Assigned task:
Each line that contains the word "Deserialize" is to be copied from the records below.

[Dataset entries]
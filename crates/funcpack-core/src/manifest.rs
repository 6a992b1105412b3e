//! Declarative source trees.
//!
//! A [`FileManifest`] maps POSIX-style relative paths to content references.
//! It is the pipeline's only input representation of source: the CLI builds
//! one from a directory (via `git ls-files` when possible) or loads one from
//! a JSON file.

use std::collections::BTreeMap;
use std::path::{Path, PathBuf};
use std::process::Command;

use serde::Deserialize;
use walkdir::WalkDir;

use crate::artifact::{ContentRef, DEFAULT_FILE_MODE};

/// Directories never taken into a manifest built from disk.
const ALWAYS_EXCLUDED: &[&str] = &[".git", ".funcpack", "node_modules"];

#[derive(Debug, Clone, Default, PartialEq, Eq)]
pub struct FileManifest {
    files: BTreeMap<String, ContentRef>,
}

/// One entry of a JSON manifest file.
#[derive(Deserialize)]
#[serde(untagged)]
enum EntryRepr {
    Data {
        data: String,
        #[serde(default)]
        mode: Option<u32>,
    },
    File {
        file: PathBuf,
    },
}

impl FileManifest {
    pub fn new() -> Self {
        Self::default()
    }

    /// Add or replace an entry.
    pub fn insert(&mut self, path: impl Into<String>, content: ContentRef) {
        self.files.insert(path.into(), content);
    }

    /// Builder-style helper for inline text/bytes.
    pub fn with_file(mut self, path: impl Into<String>, bytes: impl Into<Vec<u8>>) -> Self {
        self.insert(path, ContentRef::inline(bytes));
        self
    }

    pub fn get(&self, path: &str) -> Option<&ContentRef> {
        self.files.get(path)
    }

    pub fn contains(&self, path: &str) -> bool {
        self.files.contains_key(path)
    }

    pub fn len(&self) -> usize {
        self.files.len()
    }

    pub fn is_empty(&self) -> bool {
        self.files.is_empty()
    }

    pub fn iter(&self) -> impl Iterator<Item = (&str, &ContentRef)> {
        self.files.iter().map(|(k, v)| (k.as_str(), v))
    }

    /// Load a JSON manifest: `{"<path>": {"data": "..."} | {"file": "..."}}`.
    ///
    /// Relative `file` references resolve against the manifest's directory.
    pub fn load_json(path: &Path) -> crate::Result<Self> {
        let content = std::fs::read_to_string(path).map_err(|e| crate::Error::ManifestRead {
            path: path.to_path_buf(),
            source: e,
        })?;
        let raw: BTreeMap<String, EntryRepr> =
            serde_json::from_str(&content).map_err(|e| crate::Error::ManifestParse {
                path: path.to_path_buf(),
                source: e,
            })?;

        let base = path.parent().unwrap_or(Path::new("."));
        let mut manifest = Self::new();
        for (rel, entry) in raw {
            let content = match entry {
                EntryRepr::Data { data, mode } => ContentRef::Inline {
                    bytes: data.into_bytes(),
                    mode: mode.unwrap_or(DEFAULT_FILE_MODE),
                },
                EntryRepr::File { file } => {
                    let resolved = base.join(file);
                    ContentRef::from_path(&resolved).map_err(|e| crate::Error::ManifestRead {
                        path: resolved.clone(),
                        source: e,
                    })?
                }
            };
            manifest.insert(rel, content);
        }

        tracing::debug!(path = %path.display(), files = manifest.len(), "loaded file manifest");
        Ok(manifest)
    }

    /// Build a manifest referencing the files of a project directory.
    ///
    /// Inside a git work tree the file list comes from `git ls-files`
    /// (tracked + untracked-not-ignored); otherwise the directory is walked.
    pub fn from_dir(dir: &Path) -> crate::Result<Self> {
        let files = if is_git_work_tree(dir) {
            git_ls_files(dir)?
        } else {
            walk_files(dir)?
        };

        let mut manifest = Self::new();
        for relative_path in files {
            if is_excluded(&relative_path) {
                continue;
            }
            let src = dir.join(&relative_path);
            // git lists deleted-but-tracked files too
            if std::fs::symlink_metadata(&src).is_err() {
                tracing::debug!(path = %src.display(), "listed file missing on disk; skipping");
                continue;
            }
            let content = ContentRef::from_path(&src).map_err(|e| crate::Error::ManifestRead {
                path: src.clone(),
                source: e,
            })?;
            manifest.insert(to_posix(&relative_path), content);
        }

        tracing::debug!(dir = %dir.display(), files = manifest.len(), "collected source manifest");
        Ok(manifest)
    }
}

fn is_excluded(relative_path: &Path) -> bool {
    relative_path
        .components()
        .next()
        .is_some_and(|c| ALWAYS_EXCLUDED.iter().any(|ex| c.as_os_str() == *ex))
}

fn to_posix(path: &Path) -> String {
    path.components()
        .map(|c| c.as_os_str().to_string_lossy())
        .collect::<Vec<_>>()
        .join("/")
}

fn is_git_work_tree(dir: &Path) -> bool {
    match Command::new("git")
        .args(["rev-parse", "--is-inside-work-tree"])
        .current_dir(dir)
        .output()
    {
        Ok(output) => output.status.success(),
        Err(e) => {
            tracing::debug!(error = %e, "git unavailable; walking directory instead");
            false
        }
    }
}

/// Returns the list of files git considers part of the project:
/// tracked files + untracked files that are not .gitignored.
fn git_ls_files(dir: &Path) -> crate::Result<Vec<PathBuf>> {
    let output = Command::new("git")
        .args(["ls-files", "--cached", "--others", "--exclude-standard"])
        .current_dir(dir)
        .output()
        .map_err(|e| crate::Error::SourceListing {
            dir: dir.to_path_buf(),
            detail: format!("failed to execute git ls-files: {e}"),
        })?;

    if !output.status.success() {
        let stderr = String::from_utf8_lossy(&output.stderr);
        return Err(crate::Error::SourceListing {
            dir: dir.to_path_buf(),
            detail: format!(
                "git ls-files exited with {}: {}",
                output.status,
                stderr.trim()
            ),
        });
    }

    let stdout = String::from_utf8_lossy(&output.stdout);
    Ok(stdout
        .lines()
        .filter(|line| !line.is_empty())
        .map(PathBuf::from)
        .collect())
}

fn walk_files(dir: &Path) -> crate::Result<Vec<PathBuf>> {
    let mut files = Vec::new();
    let walker = WalkDir::new(dir)
        .follow_links(false)
        .into_iter()
        .filter_entry(|e| {
            let rel = e.path().strip_prefix(dir).unwrap_or(e.path());
            !is_excluded(rel)
        });
    for entry in walker {
        let entry = entry.map_err(|e| crate::Error::SourceListing {
            dir: dir.to_path_buf(),
            detail: e.to_string(),
        })?;
        if entry.file_type().is_dir() {
            continue;
        }
        let rel = entry.path().strip_prefix(dir).unwrap_or(entry.path());
        files.push(rel.to_path_buf());
    }
    Ok(files)
}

Exercise solution:
use serde::Deserialize;
#[derive(Deserialize)]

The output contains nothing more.